Exercise description >> Return every line below in which "fallback" appears.

Listed records >>
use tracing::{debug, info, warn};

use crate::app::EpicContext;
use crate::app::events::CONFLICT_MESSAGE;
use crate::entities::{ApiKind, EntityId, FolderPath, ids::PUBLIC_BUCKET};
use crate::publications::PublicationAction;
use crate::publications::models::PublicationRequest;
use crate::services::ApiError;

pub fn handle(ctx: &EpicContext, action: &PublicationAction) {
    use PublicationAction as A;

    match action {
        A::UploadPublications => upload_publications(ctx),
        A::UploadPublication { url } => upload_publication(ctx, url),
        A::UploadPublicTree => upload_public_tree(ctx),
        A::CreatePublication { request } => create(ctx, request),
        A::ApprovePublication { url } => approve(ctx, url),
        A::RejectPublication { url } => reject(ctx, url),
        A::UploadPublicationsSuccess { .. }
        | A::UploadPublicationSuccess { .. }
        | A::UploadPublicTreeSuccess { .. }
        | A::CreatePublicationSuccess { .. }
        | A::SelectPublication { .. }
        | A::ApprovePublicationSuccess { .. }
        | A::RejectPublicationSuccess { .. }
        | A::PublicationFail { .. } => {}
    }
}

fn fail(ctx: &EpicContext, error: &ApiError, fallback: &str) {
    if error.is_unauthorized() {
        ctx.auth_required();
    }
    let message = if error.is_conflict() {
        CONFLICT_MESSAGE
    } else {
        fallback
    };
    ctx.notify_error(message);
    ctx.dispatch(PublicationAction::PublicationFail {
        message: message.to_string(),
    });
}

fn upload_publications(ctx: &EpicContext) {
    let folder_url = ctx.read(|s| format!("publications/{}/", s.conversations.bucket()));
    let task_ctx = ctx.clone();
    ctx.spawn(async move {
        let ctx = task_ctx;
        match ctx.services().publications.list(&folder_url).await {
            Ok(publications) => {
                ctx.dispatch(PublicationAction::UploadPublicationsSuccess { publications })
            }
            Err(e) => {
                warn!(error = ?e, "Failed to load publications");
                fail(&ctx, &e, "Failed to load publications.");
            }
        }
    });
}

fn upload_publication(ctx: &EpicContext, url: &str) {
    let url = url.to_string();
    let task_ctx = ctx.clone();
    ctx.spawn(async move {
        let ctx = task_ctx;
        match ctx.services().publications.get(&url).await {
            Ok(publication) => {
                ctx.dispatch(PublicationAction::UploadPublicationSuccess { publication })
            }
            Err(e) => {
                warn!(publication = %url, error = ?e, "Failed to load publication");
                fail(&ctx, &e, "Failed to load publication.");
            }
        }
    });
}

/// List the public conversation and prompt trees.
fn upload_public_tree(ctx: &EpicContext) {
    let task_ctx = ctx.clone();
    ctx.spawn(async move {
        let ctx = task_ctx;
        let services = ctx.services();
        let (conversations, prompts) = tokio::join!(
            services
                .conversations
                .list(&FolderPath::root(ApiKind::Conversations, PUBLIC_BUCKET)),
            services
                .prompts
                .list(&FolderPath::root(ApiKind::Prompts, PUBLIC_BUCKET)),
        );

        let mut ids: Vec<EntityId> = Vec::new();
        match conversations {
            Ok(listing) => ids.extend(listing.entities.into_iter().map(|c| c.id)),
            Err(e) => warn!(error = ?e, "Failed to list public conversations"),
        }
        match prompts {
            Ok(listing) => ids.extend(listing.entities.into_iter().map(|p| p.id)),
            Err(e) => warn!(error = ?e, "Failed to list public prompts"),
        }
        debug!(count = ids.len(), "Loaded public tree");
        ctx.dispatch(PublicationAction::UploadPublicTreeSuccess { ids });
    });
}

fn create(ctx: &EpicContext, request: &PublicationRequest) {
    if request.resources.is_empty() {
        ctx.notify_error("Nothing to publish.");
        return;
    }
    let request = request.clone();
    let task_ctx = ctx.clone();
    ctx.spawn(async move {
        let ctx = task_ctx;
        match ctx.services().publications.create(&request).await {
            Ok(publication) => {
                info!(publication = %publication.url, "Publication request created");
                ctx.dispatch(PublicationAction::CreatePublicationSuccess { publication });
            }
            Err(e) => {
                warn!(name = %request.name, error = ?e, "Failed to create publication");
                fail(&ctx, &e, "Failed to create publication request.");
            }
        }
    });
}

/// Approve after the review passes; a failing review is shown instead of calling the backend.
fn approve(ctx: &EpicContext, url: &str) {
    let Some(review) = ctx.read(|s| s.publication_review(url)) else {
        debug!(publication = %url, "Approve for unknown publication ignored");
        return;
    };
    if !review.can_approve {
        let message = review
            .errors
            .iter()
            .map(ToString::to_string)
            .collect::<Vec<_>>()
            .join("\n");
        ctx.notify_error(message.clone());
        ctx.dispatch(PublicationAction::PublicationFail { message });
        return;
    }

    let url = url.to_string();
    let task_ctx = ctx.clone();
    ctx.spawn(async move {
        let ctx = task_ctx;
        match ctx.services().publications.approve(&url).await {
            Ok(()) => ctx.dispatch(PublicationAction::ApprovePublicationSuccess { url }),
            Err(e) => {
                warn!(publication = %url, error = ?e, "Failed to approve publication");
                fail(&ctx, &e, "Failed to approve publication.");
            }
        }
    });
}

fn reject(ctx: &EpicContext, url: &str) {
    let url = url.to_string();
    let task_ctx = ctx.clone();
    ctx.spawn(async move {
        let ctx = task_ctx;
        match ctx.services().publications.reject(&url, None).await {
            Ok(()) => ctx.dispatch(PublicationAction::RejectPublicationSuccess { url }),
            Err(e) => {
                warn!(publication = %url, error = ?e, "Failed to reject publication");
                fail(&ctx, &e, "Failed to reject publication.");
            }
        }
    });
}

Response to the task >>
fn fail(ctx: &EpicContext, error: &ApiError, fallback: &str) {
        fallback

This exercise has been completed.